During that vast stretch of time, plants relied on spores for reproduction — tiny, single-celled packages that could scatter and grow into new plants. An early group of plants called progymnosperms began manufacturing two sets of specialized spores, male and female. Those were shed from the plant and, if they landed close together, fertilization could take place, producing a new embryo and ultimately a whole new plant.

 

Eventually, however, evolution came up with seeds as a better solution. With their multiple cells, seeds can be much larger than spores and can sit inside protective shells. Seeds can carry their own stores of food, providing fledgling plants with an immediate source of energy, and they’re also far more adaptable and resilient in various environments, allowing them to lay dormant for hundreds — and in some cases thousands — of years.

 

Today, there are almost 400,000 known species of plants, and the vast majority of them produce seeds. But spore-producing plants — including mosses, ferns, fungi, and algae — still thrive in suitable habitats, serving as living reminders of how plants conquered the land long before seeds existed.

 

Bamboo can grow 35 inches in a single day.

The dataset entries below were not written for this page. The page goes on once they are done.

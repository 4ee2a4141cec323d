use std::fmt;

/// Display state of a navigation trigger.
///
/// A trigger starts out [`ToggleState::Inactive`] and flips on every
/// activation. There is no terminal state.
#[derive(Debug, Default, Clone, Copy, PartialEq, Eq, Hash)]
pub enum ToggleState {
    /// Menu closed, no active marker on the trigger.
    #[default]
    Inactive,
    /// Menu open, the trigger carries the active marker.
    Active,
}

impl ToggleState {
    /// Returns `true` when the trigger should carry the active marker.
    pub fn is_active(self) -> bool {
        matches!(self, Self::Active)
    }

    /// Returns the opposite state.
    pub fn toggled(self) -> Self {
        match self {
            Self::Active => Self::Inactive,
            Self::Inactive => Self::Active,
        }
    }

    /// Flips the state in place.
    pub fn activate(&mut self) {
        *self = self.toggled();
    }
}

impl From<bool> for ToggleState {
    fn from(active: bool) -> Self {
        if active {
            Self::Active
        } else {
            Self::Inactive
        }
    }
}

impl From<ToggleState> for bool {
    fn from(state: ToggleState) -> Self {
        state.is_active()
    }
}

impl fmt::Display for ToggleState {
    fn fmt(&self, f: &mut fmt::Formatter<'_>) -> fmt::Result {
        match self {
            Self::Active => f.write_str("active"),
            Self::Inactive => f.write_str("inactive"),
        }
    }
}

Under ideal conditions, the fastest-growing species of bamboo, such as Moso, can shoot upward at a rate of 35 inches in just 24 hours, earning bamboo the Guinness World Record for the fastest-growing plant. Bamboo typically grows in dense forests where little light reaches the ground, so the plant has evolved to reach vital sunlight as quickly as possible.

 

Unlike trees that slowly add layers of new cells over time, increasing their girth as they go, bamboo is almost totally focused on vertical growth. It maintains a constant diameter, so it doesn’t waste any energy on growth rings. Rather than having a stalk that progressively thickens, bamboo is basically just a single stick that grows straight up.

 

Bamboo also has a hollow stem, providing structural strength while using fewer resources to achieve the same heights as other types of plants. The plant also produces cells that can enlarge rapidly by taking in water, quickly elongating the nodes within the stem. The overall growth mechanism is less like watching a building being built brick by brick and more like watching a slinky being pulled from both ends.

 

 

Source: Plants came long before seeds.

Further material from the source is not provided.